FIG. 8 is an exploded view of an alternative embodiment for the mounting of the pressure measurement system in the drill string.

FIG. 9 is a section through the assembly of FIG. 8.

FIG. 10 shows yet another alternative embodiment for the mounting of the pressure measurement device within the drill string.

A representative drilling system is shown in FIG. 1. The above ground drilling structure 10 has the usual tower 12 with drill string assembly and drive components 14. The drill string 16 is made up of individual drill string sections 18, the lower most of which includes a drill bit 20. For a variety of reasons it may be necessary to abandon the downhole drill string particularly the drill string adjacent the drill bit due to the drill bit becoming stuck or otherwise seized in the formation. The abandonment of the lower most drill string can be costly because of the value of the electronic components in the tool sub-assembly which are used to provide for "measurement while drilling and logging while drilling operations". In other cases, the tool itself may fail and requires replacement. In these situations, the replaced tool must be lowered down the drill string and re-seated at its original location so that drilling operations may resume. It is understood of course that when the drill bit 20 is abandoned the operator may commence redrilling of the bore and provide for an alternate route around the abandoned drill section as indicated by the dotted lines 22. A number of contemporary systems provide for retrieval or re-seating of the electronics in circumstances of drill string abandonment or tool replacement, however such systems are not intended or otherwise designed for measuring drill string bore pressure and drill string annular pressure.

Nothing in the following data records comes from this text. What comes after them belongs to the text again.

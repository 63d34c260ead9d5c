//! Game loop
//!
//! Drives one game from the full dictionary to a terminal state:
//! select a guess, learn from it against the target, filter the pool.

use super::{Constraints, excluded_letters, guessed_letters, possible_words, select_guess};
use crate::config::GameConfig;
use crate::core::{LetterFrequency, Word, WordError, validate};
use crate::output::Reporter;
use log::debug;
use thiserror::Error;

/// Where a game stands
#[derive(Debug, Clone, Copy, PartialEq, Eq)]
pub enum GameState {
    Running,
    /// The last guess was the target
    Solved,
    /// The candidate pool ran empty before the target was guessed
    Exhausted,
}

impl GameState {
    #[must_use]
    pub const fn is_terminal(self) -> bool {
        !matches!(self, Self::Running)
    }
}

/// Error type for games that cannot start
#[derive(Debug, Clone, PartialEq, Eq, Error)]
pub enum GameError {
    #[error("No words found with length {length}")]
    EmptyDictionary { length: usize },

    #[error("invalid target word: {0}")]
    InvalidTarget(#[from] WordError),
}

/// One played guess
#[derive(Debug, Clone, PartialEq, Eq)]
pub struct Turn {
    pub guess: Word,
    pub candidates_before: usize,
    pub candidates_after: usize,
    /// Letters known to be in the target after this guess, sorted
    pub known_letters: Vec<u8>,
    /// Guessed letters known to be absent from the target, sorted
    pub absent_letters: Vec<u8>,
}

/// Outcome of a finished game
#[derive(Debug, Clone, PartialEq, Eq)]
pub struct GameSummary {
    pub target: String,
    pub state: GameState,
    pub turns: Vec<Turn>,
}

impl GameSummary {
    #[must_use]
    pub fn solved(&self) -> bool {
        self.state == GameState::Solved
    }

    /// Number of guesses played
    #[must_use]
    pub fn attempts(&self) -> usize {
        self.turns.len()
    }
}

/// Score every dictionary word of the configured length
///
/// # Errors
///
/// Returns `GameError::EmptyDictionary` if no word has the configured length.
pub fn scored_pool(config: &GameConfig, dictionary: &[String]) -> Result<Vec<Word>, GameError> {
    scored_dictionary(config, dictionary).map(|(pool, _)| pool)
}

/// Score every dictionary word of the configured length, keeping the
/// letter frequency table the scores were computed from
///
/// Frequencies are counted over exactly the words that enter the pool.
///
/// # Errors
///
/// Returns `GameError::EmptyDictionary` if no word has the configured length.
pub fn scored_dictionary(
    config: &GameConfig,
    dictionary: &[String],
) -> Result<(Vec<Word>, LetterFrequency), GameError> {
    let length = config.word_length;
    let words: Vec<&str> = dictionary
        .iter()
        .map(String::as_str)
        .filter(|w| w.len() == length)
        .collect();

    if words.is_empty() {
        return Err(GameError::EmptyDictionary { length });
    }

    let frequency = LetterFrequency::from_words(&words);
    let pool = words.iter().map(|w| Word::scored(*w, &frequency)).collect();
    Ok((pool, frequency))
}

/// A single automated game against a known target
#[derive(Debug, Clone)]
pub struct Game {
    target: String,
    pool: Vec<Word>,
    constraints: Constraints,
    turns: Vec<Turn>,
    state: GameState,
}

impl Game {
    /// Build the scored candidate pool and start a game
    ///
    /// Dictionary entries whose length differs from the configured word
    /// length are left out of the pool.
    ///
    /// # Errors
    ///
    /// Returns `GameError::EmptyDictionary` if no dictionary word has the
    /// configured length, or `GameError::InvalidTarget` if the target is not
    /// a word of that length.
    ///
    /// # Examples
    /// ```
    /// use wordle_ranker::config::GameConfig;
    /// use wordle_ranker::solver::{Game, GameState};
    ///
    /// let dictionary: Vec<String> = ["alert", "alter", "later", "learn", "rates"]
    ///     .iter()
    ///     .map(ToString::to_string)
    ///     .collect();
    ///
    /// let mut game = Game::new(&GameConfig::default(), &dictionary, "later").unwrap();
    /// while !game.step().is_terminal() {}
    ///
    /// assert_eq!(game.state(), GameState::Solved);
    /// assert_eq!(game.turns().last().unwrap().guess.text(), "later");
    /// ```
    pub fn new(config: &GameConfig, dictionary: &[String], target: &str) -> Result<Self, GameError> {
        let pool = scored_pool(config, dictionary)?;
        Self::with_pool(config, pool, target)
    }

    /// Start a game from an already scored pool
    ///
    /// Lets many games share one scoring pass over the dictionary.
    ///
    /// # Errors
    ///
    /// Same conditions as [`Game::new`].
    pub fn with_pool(config: &GameConfig, pool: Vec<Word>, target: &str) -> Result<Self, GameError> {
        let length = config.word_length;
        if pool.is_empty() {
            return Err(GameError::EmptyDictionary { length });
        }

        let target = validate(target, length)?;
        debug!("starting game for '{target}' with {} candidates", pool.len());

        Ok(Self {
            target,
            pool,
            constraints: Constraints::new(),
            turns: Vec::new(),
            state: GameState::Running,
        })
    }

    #[must_use]
    pub fn target(&self) -> &str {
        &self.target
    }

    #[must_use]
    pub const fn state(&self) -> GameState {
        self.state
    }

    /// Candidates still consistent with everything learned
    #[must_use]
    pub fn pool(&self) -> &[Word] {
        &self.pool
    }

    #[must_use]
    pub const fn constraints(&self) -> &Constraints {
        &self.constraints
    }

    #[must_use]
    pub fn turns(&self) -> &[Turn] {
        &self.turns
    }

    /// Guesses played so far, in order
    pub fn history(&self) -> impl Iterator<Item = &Word> {
        self.turns.iter().map(|turn| &turn.guess)
    }

    /// Play one round
    ///
    /// Stepping a finished game changes nothing and returns its final state.
    pub fn step(&mut self) -> GameState {
        if self.state.is_terminal() {
            return self.state;
        }

        let Some(guess) = select_guess(&self.pool).cloned() else {
            debug!("no candidates left for '{}'", self.target);
            self.state = GameState::Exhausted;
            return self.state;
        };

        let candidates_before = self.pool.len();
        let guessed = guessed_letters(self.history().chain(std::iter::once(&guess)));
        self.constraints.update(&guess, &self.target);
        self.pool = possible_words(&self.pool, &guessed, &self.constraints);

        debug!(
            "guess {} '{guess}': {candidates_before} -> {} candidates",
            self.turns.len() + 1,
            self.pool.len()
        );

        if guess.text() == self.target {
            self.state = GameState::Solved;
        }

        let known = self.constraints.known_letters();
        let mut known_letters: Vec<u8> = known.iter().copied().collect();
        known_letters.sort_unstable();
        let mut absent_letters: Vec<u8> = excluded_letters(&guessed, known).into_iter().collect();
        absent_letters.sort_unstable();

        self.turns.push(Turn {
            guess,
            candidates_before,
            candidates_after: self.pool.len(),
            known_letters,
            absent_letters,
        });

        self.state
    }

    /// Play to the end, reporting the target, every guess, and the outcome
    pub fn play<R: Reporter + ?Sized>(mut self, reporter: &mut R) -> GameSummary {
        reporter.target(&self.target);

        while !self.state.is_terminal() {
            if self.step() == GameState::Exhausted {
                reporter.exhausted();
            } else if let Some(turn) = self.turns.last() {
                reporter.guess(self.turns.len(), turn);
            }
        }

        if self.state == GameState::Solved {
            reporter.solved(&self.target, self.turns.len());
        }

        GameSummary {
            target: self.target,
            state: self.state,
            turns: self.turns,
        }
    }
}

#[cfg(test)]
mod tests {
    use super::*;
    use crate::output::Silent;

    fn dictionary(words: &[&str]) -> Vec<String> {
        words.iter().map(ToString::to_string).collect()
    }

    fn five_words() -> Vec<String> {
        dictionary(&["alert", "alter", "later", "learn", "rates"])
    }

    #[test]
    fn new_game_starts_running_with_full_pool() {
        let game = Game::new(&GameConfig::default(), &five_words(), "later").unwrap();
        assert_eq!(game.state(), GameState::Running);
        assert_eq!(game.pool().len(), 5);
        assert!(game.constraints().is_empty());
        assert!(game.turns().is_empty());
        assert_eq!(game.target(), "later");
    }

    #[test]
    fn empty_dictionary_is_an_error() {
        let result = Game::new(&GameConfig::default(), &[], "later");
        assert_eq!(
            result.unwrap_err(),
            GameError::EmptyDictionary { length: 5 }
        );
    }

    #[test]
    fn dictionary_without_matching_length_is_empty() {
        let result = Game::new(&GameConfig::new(6), &five_words(), "planet");
        assert_eq!(
            result.unwrap_err(),
            GameError::EmptyDictionary { length: 6 }
        );
    }

    #[test]
    fn wrong_length_target_is_rejected() {
        let result = Game::new(&GameConfig::default(), &five_words(), "late");
        assert!(matches!(result, Err(GameError::InvalidTarget(_))));
    }

    #[test]
    fn pool_ignores_words_of_other_lengths() {
        let words = dictionary(&["alert", "at", "alerts", "later"]);
        let game = Game::new(&GameConfig::default(), &words, "later").unwrap();
        let texts: Vec<&str> = game.pool().iter().map(Word::text).collect();
        assert_eq!(texts, vec!["alert", "later"]);
    }

    #[test]
    fn games_can_share_a_scored_pool() {
        let config = GameConfig::default();
        let pool = scored_pool(&config, &five_words()).unwrap();
        assert_eq!(pool.len(), 5);

        for target in ["alert", "learn", "rates"] {
            let summary = Game::with_pool(&config, pool.clone(), target)
                .unwrap()
                .play(&mut Silent);
            assert!(summary.solved());
        }
    }

    #[test]
    fn scored_dictionary_keeps_its_frequency_table() {
        let words = dictionary(&["alert", "at", "later"]);
        let (pool, frequency) = scored_dictionary(&GameConfig::default(), &words).unwrap();

        // "at" is not in the pool, so it is not counted either
        assert_eq!(frequency, LetterFrequency::from_words(["alert", "later"]));
        assert_eq!(frequency.count(b'a'), 2);
        assert!(pool.iter().all(|w| w.ranking() == 10));
    }

    #[test]
    fn with_pool_rejects_empty_pool() {
        let result = Game::with_pool(&GameConfig::default(), Vec::new(), "later");
        assert_eq!(
            result.unwrap_err(),
            GameError::EmptyDictionary { length: 5 }
        );
    }

    #[test]
    fn five_word_dictionary_solves_in_two() {
        let mut game = Game::new(&GameConfig::default(), &five_words(), "later").unwrap();

        assert_eq!(game.step(), GameState::Running);
        assert_eq!(game.turns()[0].guess.text(), "alert");
        assert_eq!(game.turns()[0].candidates_before, 5);
        assert_eq!(game.turns()[0].candidates_after, 1);

        assert_eq!(game.step(), GameState::Solved);
        assert_eq!(game.turns()[1].guess.text(), "later");
    }

    #[test]
    fn turns_record_known_and_absent_letters() {
        // stone and later tie on ranking; stone comes first
        let words = dictionary(&["stone", "later"]);
        let mut game = Game::new(&GameConfig::default(), &words, "later").unwrap();
        game.step();

        let turn = &game.turns()[0];
        assert_eq!(turn.guess.text(), "stone");
        assert_eq!(turn.known_letters, b"et".to_vec());
        assert_eq!(turn.absent_letters, b"nos".to_vec());
    }

    #[test]
    fn first_guess_solves_immediately() {
        let mut game = Game::new(&GameConfig::default(), &five_words(), "alert").unwrap();
        assert_eq!(game.step(), GameState::Solved);
        assert_eq!(game.turns().len(), 1);
    }

    #[test]
    fn stepping_a_finished_game_is_a_no_op() {
        let mut game = Game::new(&GameConfig::default(), &five_words(), "alert").unwrap();
        game.step();
        let turns = game.turns().len();
        assert_eq!(game.step(), GameState::Solved);
        assert_eq!(game.turns().len(), turns);
    }

    #[test]
    fn target_outside_dictionary_exhausts() {
        let words = dictionary(&["alert", "alter", "learn"]);
        let mut game = Game::new(&GameConfig::default(), &words, "zzzzz").unwrap();

        // alert shares nothing with zzzzz, so every remaining word is eliminated
        assert_eq!(game.step(), GameState::Running);
        assert!(game.pool().is_empty());
        assert_eq!(game.step(), GameState::Exhausted);
        assert_eq!(game.turns().len(), 1);
    }

    #[test]
    fn history_follows_turns() {
        let mut game = Game::new(&GameConfig::default(), &five_words(), "later").unwrap();
        while !game.step().is_terminal() {}
        let history: Vec<&str> = game.history().map(Word::text).collect();
        assert_eq!(history, vec!["alert", "later"]);
    }

    #[test]
    fn pool_never_grows_during_play() {
        let words = dictionary(&[
            "crane", "slate", "trace", "crate", "raise", "arise", "stare", "roast", "toast",
            "beast", "least", "feast",
        ]);
        for target in &words {
            let summary = Game::new(&GameConfig::default(), &words, target)
                .unwrap()
                .play(&mut Vec::<String>::new());
            assert!(summary.solved(), "failed to solve '{target}'");
            for turn in &summary.turns {
                assert!(turn.candidates_after <= turn.candidates_before);
            }
            for pair in summary.turns.windows(2) {
                assert!(pair[1].candidates_before <= pair[0].candidates_before);
            }
        }
    }

    #[test]
    fn play_reports_every_line() {
        let mut lines: Vec<String> = Vec::new();
        let summary = Game::new(&GameConfig::default(), &five_words(), "later")
            .unwrap()
            .play(&mut lines);

        assert!(summary.solved());
        assert_eq!(summary.attempts(), 2);
        assert_eq!(
            lines,
            vec![
                "Target word: 'later'",
                "Guess 1:     'alert'",
                "Guess 2:     'later'",
                "Found 'later' in 2 guesses.",
            ]
        );
    }

    #[test]
    fn play_reports_exhaustion() {
        let mut lines: Vec<String> = Vec::new();
        let summary = Game::new(&GameConfig::default(), &dictionary(&["alert"]), "zzzzz")
            .unwrap()
            .play(&mut lines);

        assert_eq!(summary.state, GameState::Exhausted);
        assert!(!summary.solved());
        assert_eq!(
            lines,
            vec![
                "Target word: 'zzzzz'",
                "Guess 1:     'alert'",
                "Could not find the word because there are no possible words left.",
            ]
        );
    }
}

In accordance with this invention, the system shown in FIG. 2 provides for pressure measurements and at the same time allows retrieval and re-seating of the electronic components from, and into, the downhole drill section. The upper female connector 24 of the drill string section is connected to a male threaded connector 26 of an upper drill string section. Correspondingly the male section 28 is threaded into a female section 30 of the lower drill string 18. The electronic components for measurement while drilling and logging while drilling are housed in an elongate cylindrical tool shell 32.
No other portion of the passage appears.